Friday, May 20, 2005

Yang Tak Hilang dari Perjalanan



Ber3-di-metro.jpg

Di dalam metro



Kami baru turun dari metro di Noisy Champ ketika tiba-tiba
seorang anak lelaki negro tersandung dan terjatuh di depan kereta
dorong Malik. Kejadian itu begitu cepat dan tentu saja 
anak-anakku menyaksikan semuanya. Bapak anak berkulit legam itu
tiba-tiba datang. Tanpa ba bi bu ia langsung menampar dan menyeret anak
itu. Tarikannya teramat kasar diikuti dengan teriakan marah pula. 
Aku terkesiap. Ada yang tergores di dada ini melihat wajah kesakitan
anak itu. Kemarahannya seperti si anak habis mencuri saja, padahal
semua tak sengaja. Malik dan Lala hanya bisa melongo, begitu juga aku.
Tapi aku tak  bisa membiarkan kejadian ini terekam begitu saja di
kepala anak-anakku.



"Menurut Lala dan Aik, gimana ya perasaan kakak tadi
dipukul sama ayahnya seperti itu?" tanyaku berjongkok di depan
mereka.

"Sedih" Aik langsung menimpali.

"Sakit nggak?"

"Iya" jawab mereka
dengan wajah bingung

"Ayah dan bunda pernah kayak begitu?"  Mereka
pun menggeleng

"Alhamdulillah ya, Aik dan Lala nggak punya ayah yang
seperti itu"

Anak-anakku hanya diam.
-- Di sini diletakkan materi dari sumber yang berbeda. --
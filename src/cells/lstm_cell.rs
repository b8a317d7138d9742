use burn::config::Config;
use burn::module::{Ignored, Module, Param};
use burn::nn::{Initializer, Linear, LinearConfig};
use burn::tensor::activation;
use burn::tensor::backend::Backend;
use burn::tensor::Tensor;

use super::{CellState, RecurrentCell, StateSize};
use crate::activation::Activation;

/// Configuration for [`LstmCell`].
#[derive(Config, Debug)]
pub struct LstmCellConfig {
    pub input_size: usize,
    pub units: usize,
    /// Applied to the candidate and to the cell state before the output gate.
    #[config(default = "Activation::Tanh")]
    pub activation: Activation,
    /// Initializes the forget gate bias to 1; the other gate biases start at 0.
    #[config(default = true)]
    pub unit_forget_bias: bool,
    #[config(default = "Initializer::XavierUniform{gain:1.0}")]
    pub kernel_initializer: Initializer,
    #[config(default = "Initializer::XavierUniform{gain:1.0}")]
    pub recurrent_initializer: Initializer,
}

impl LstmCellConfig {
    pub fn init<B: Backend>(&self, device: &B::Device) -> LstmCell<B> {
        let mut input_map = LinearConfig::new(self.input_size, 4 * self.units)
            .with_bias(true)
            .with_initializer(self.kernel_initializer.clone())
            .init(device);

        // Gate blocks are ordered [input, forget, candidate, output].
        let mut bias = Tensor::zeros([4 * self.units], device);
        if self.unit_forget_bias {
            bias = bias.slice_assign(
                [self.units..2 * self.units],
                Tensor::ones([self.units], device),
            );
        }
        input_map.bias = Some(Param::from_tensor(bias));

        let recurrent_map = LinearConfig::new(self.units, 4 * self.units)
            .with_bias(false)
            .with_initializer(self.recurrent_initializer.clone())
            .init(device);

        LstmCell {
            input_size: self.input_size,
            units: self.units,
            activation: Ignored(self.activation),
            input_map,
            recurrent_map,
        }
    }
}

/// Standard LSTM cell with a two-entry `(h, c)` state.
///
/// - i = σ(W_i x + U_i h + b_i)
/// - f = σ(W_f x + U_f h + b_f)
/// - g = act(W_g x + U_g h + b_g)
/// - o = σ(W_o x + U_o h + b_o)
/// - c' = f ⊙ c + i ⊙ g
/// - h' = o ⊙ act(c')
///
/// The output is `h'`. With `unit_forget_bias`, `b_f` starts at 1 and is
/// trained like any other bias.
#[derive(Module, Debug)]
pub struct LstmCell<B: Backend> {
    input_size: usize,
    units: usize,
    activation: Ignored<Activation>,
    input_map: Linear<B>,     // input -> 4 * units (with bias)
    recurrent_map: Linear<B>, // hidden -> 4 * units (no bias)
}

impl<B: Backend> LstmCell<B> {
    /// Create an LSTM cell with a unit forget bias.
    ///
    /// # Arguments
    /// * `input_size` - Size of the input features
    /// * `units` - Size of both the hidden and the cell state
    /// * `device` - Device to create the module on
    pub fn new(input_size: usize, units: usize, device: &B::Device) -> Self {
        LstmCellConfig::new(input_size, units).init(device)
    }

    pub fn units(&self) -> usize {
        self.units
    }

    /// Run one step on explicit `(hidden, cell)` tensors.
    pub fn forward(
        &self,
        input: Tensor<B, 2>,
        states: (Tensor<B, 2>, Tensor<B, 2>),
    ) -> (Tensor<B, 2>, Tensor<B, 2>) {
        let (hidden_state, cell_state) = states;

        let z = self.input_map.forward(input) + self.recurrent_map.forward(hidden_state);

        let chunks = z.chunk(4, 1);
        let input_gate = activation::sigmoid(chunks[0].clone());
        let forget_gate = activation::sigmoid(chunks[1].clone());
        let candidate = self.activation.0.apply(chunks[2].clone());
        let output_gate = activation::sigmoid(chunks[3].clone());

        let new_cell = cell_state * forget_gate + input_gate * candidate;
        let new_hidden = self.activation.0.apply(new_cell.clone()) * output_gate;

        (new_hidden, new_cell)
    }
}

impl<B: Backend> RecurrentCell<B> for LstmCell<B> {
    fn input_size(&self) -> usize {
        self.input_size
    }

    fn output_size(&self) -> usize {
        self.units
    }

    fn state_size(&self) -> StateSize {
        StateSize::Multi(vec![self.units, self.units])
    }

    fn step(&self, input: Tensor<B, 2>, state: CellState<B>) -> (Tensor<B, 2>, CellState<B>) {
        let [batch_size, _] = input.dims();
        let device = input.device();
        let mut tensors = state.into_tensors().into_iter();
        let hidden = tensors
            .next()
            .unwrap_or_else(|| Tensor::zeros([batch_size, self.units], &device));
        let cell = tensors
            .next()
            .unwrap_or_else(|| Tensor::zeros([batch_size, self.units], &device));

        let (new_hidden, new_cell) = self.forward(input, (hidden, cell));
        (new_hidden.clone(), CellState::Multi(vec![new_hidden, new_cell]))
    }
}

#[cfg(test)]
mod tests {
    use super::*;
    use burn::backend::NdArray;

    type TestBackend = NdArray<f32>;

    #[test]
    fn test_lstm_cell_creation() {
        let device = Default::default();
        let cell = LstmCell::<TestBackend>::new(20, 50, &device);

        assert_eq!(cell.input_size(), 20);
        assert_eq!(cell.units(), 50);
        assert_eq!(cell.state_size(), StateSize::Multi(vec![50, 50]));
    }

    fn bias_values(cell: &LstmCell<TestBackend>) -> Vec<f32> {
        cell.input_map
            .bias
            .as_ref()
            .map(|bias| bias.val().into_data().to_vec::<f32>().unwrap())
            .unwrap_or_default()
    }

    #[test]
    fn test_unit_forget_bias_lives_in_the_bias_parameter() {
        let device = Default::default();
        let cell = LstmCell::<TestBackend>::new(3, 2, &device);

        assert_eq!(bias_values(&cell), vec![0.0, 0.0, 1.0, 1.0, 0.0, 0.0, 0.0, 0.0]);

        let plain = LstmCellConfig::new(3, 2)
            .with_unit_forget_bias(false)
            .init::<TestBackend>(&device);
        assert_eq!(bias_values(&plain), vec![0.0; 8]);
    }

    #[test]
    fn test_forget_gate_follows_bias_parameter() {
        let device = Default::default();
        let mut cell = LstmCellConfig::new(1, 1)
            .with_kernel_initializer(Initializer::Zeros)
            .with_recurrent_initializer(Initializer::Zeros)
            .init::<TestBackend>(&device);
        // zero the forget bias as training might
        cell.input_map.bias = Some(Param::from_tensor(Tensor::zeros([4], &device)));

        let input = Tensor::<TestBackend, 2>::zeros([1, 1], &device);
        let h = Tensor::<TestBackend, 2>::zeros([1, 1], &device);
        let c = Tensor::<TestBackend, 2>::ones([1, 1], &device);
        let (_, new_c) = cell.forward(input, (h, c));

        // f = sigmoid(0) and the candidate is tanh(0), so c' = 0.5 * c
        let value: f32 = new_c.into_scalar();
        assert!((value - 0.5).abs() < 1e-6, "got {value}");
    }

    #[test]
    fn test_lstm_step_returns_two_states() {
        let device = Default::default();
        let cell = LstmCell::<TestBackend>::new(20, 50, &device);

        let input = Tensor::<TestBackend, 2>::zeros([4, 20], &device);
        let state = CellState::zeros(&cell.state_size(), 4, &device);
        let (output, new_state) = cell.step(input, state);

        assert_eq!(output.dims(), [4, 50]);
        assert_eq!(new_state.arity(), 2);
        let hidden = new_state.tensors()[0].clone();
        let diff = (output - hidden).abs().sum().into_scalar();
        assert!(diff < 1e-6, "Output should equal the new hidden state");
    }

    #[test]
    fn test_lstm_state_persistence() {
        let device = Default::default();
        let cell = LstmCell::<TestBackend>::new(10, 20, &device);

        let mut h = Tensor::<TestBackend, 2>::zeros([1, 20], &device);
        let mut c = Tensor::<TestBackend, 2>::zeros([1, 20], &device);

        for _ in 0..3 {
            let input = Tensor::<TestBackend, 2>::random(
                [1, 10],
                burn::tensor::Distribution::Uniform(0.0, 1.0),
                &device,
            );
            (h, c) = cell.forward(input, (h, c));
        }

        let h_sum = h.abs().sum().into_scalar();
        let c_sum = c.abs().sum().into_scalar();
        assert!(
            h_sum != 0.0 || c_sum != 0.0,
            "States should have changed after processing sequence"
        );
    }

    #[test]
    fn test_lstm_forget_gate() {
        let device = Default::default();
        let cell = LstmCell::<TestBackend>::new(10, 20, &device);

        let h = Tensor::<TestBackend, 2>::zeros([1, 20], &device);
        let c = Tensor::<TestBackend, 2>::ones([1, 20], &device) * 10.0;
        let input = Tensor::<TestBackend, 2>::zeros([1, 10], &device);

        let (_, new_c) = cell.forward(input, (h, c));

        let c_sum_old = 10.0 * 20.0;
        let c_sum_new: f32 = new_c.sum().into_scalar();
        assert!(
            (c_sum_new - c_sum_old).abs() > 0.1,
            "Forget gate should modify cell state"
        );
    }

    #[test]
    fn test_lstm_batch_sizes() {
        let device = Default::default();
        let cell = LstmCell::<TestBackend>::new(20, 50, &device);

        for batch_size in [1, 4, 16, 32] {
            let input = Tensor::<TestBackend, 2>::zeros([batch_size, 20], &device);
            let h = Tensor::<TestBackend, 2>::zeros([batch_size, 50], &device);
            let c = Tensor::<TestBackend, 2>::zeros([batch_size, 50], &device);

            let (new_h, new_c) = cell.forward(input, (h, c));

            assert_eq!(new_h.dims(), [batch_size, 50]);
            assert_eq!(new_c.dims(), [batch_size, 50]);
        }
    }
}
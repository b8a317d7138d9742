//! Stateless layers operating on image batches.

pub mod cropping;

pub use cropping::{Cropping2D, Cropping2DConfig, CroppingArg, DataFormat};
Barangkali masih bingung, atau
mudah-mudahan sedang mencerna ucapanku. Semoga saja ini menjadi
pelajaran berharga buat mereka.



Esok harinya, kejadian itu terulang
lagi, tak separah kemarin memang. Di dalam metro, seorang ibu,
lagi-lagi berkulit gelap, duduk di hadapan kami dengan ke tiga orang
anaknya. Anak lelaki kecilnya tak bisa diam, ya namanya juga anak.
Namun, si ibu memarahinya dengan berteriak galak. Matanya pun melotot
sambil tangannya menarik-narik si kecil untuk duduk diam. Anak-anakku
hanya bisa melongo lagi. Aku hanya bertanya-tanya dalam hati, mengapa
berkulit gelap lagi? Pesan yang sama tak lupa kusisipkan pada
anak-anakku.



Masih di hari serupa, di dalam metro pula, lagi-lagi
seorang lelaki berkulit legam berulah. Dengan jas necisnya ia berdiri
di hadapan kami, karena metro sedang penuh waktu itu. Diambilnya sebuah
permen dari saku jasnya. Permen pun masuk ke mulutnya.
Tapi...O...O...si bungkus permen? Dengan cueknya dia buang begitu saja
ke lantai kereta. Tentu saja anak-anakku melihatnya. Dan tentu pula
hatiku bertanya lagi, negro lagi?"Harusnya sampahnya dibuang kemana
ya?" Pertanyaan itu kulontarkan pada kedua buah hatiku. Pertanyaan yang
tak butuh jawaban, karena aku hanya sekedar mengingatkan.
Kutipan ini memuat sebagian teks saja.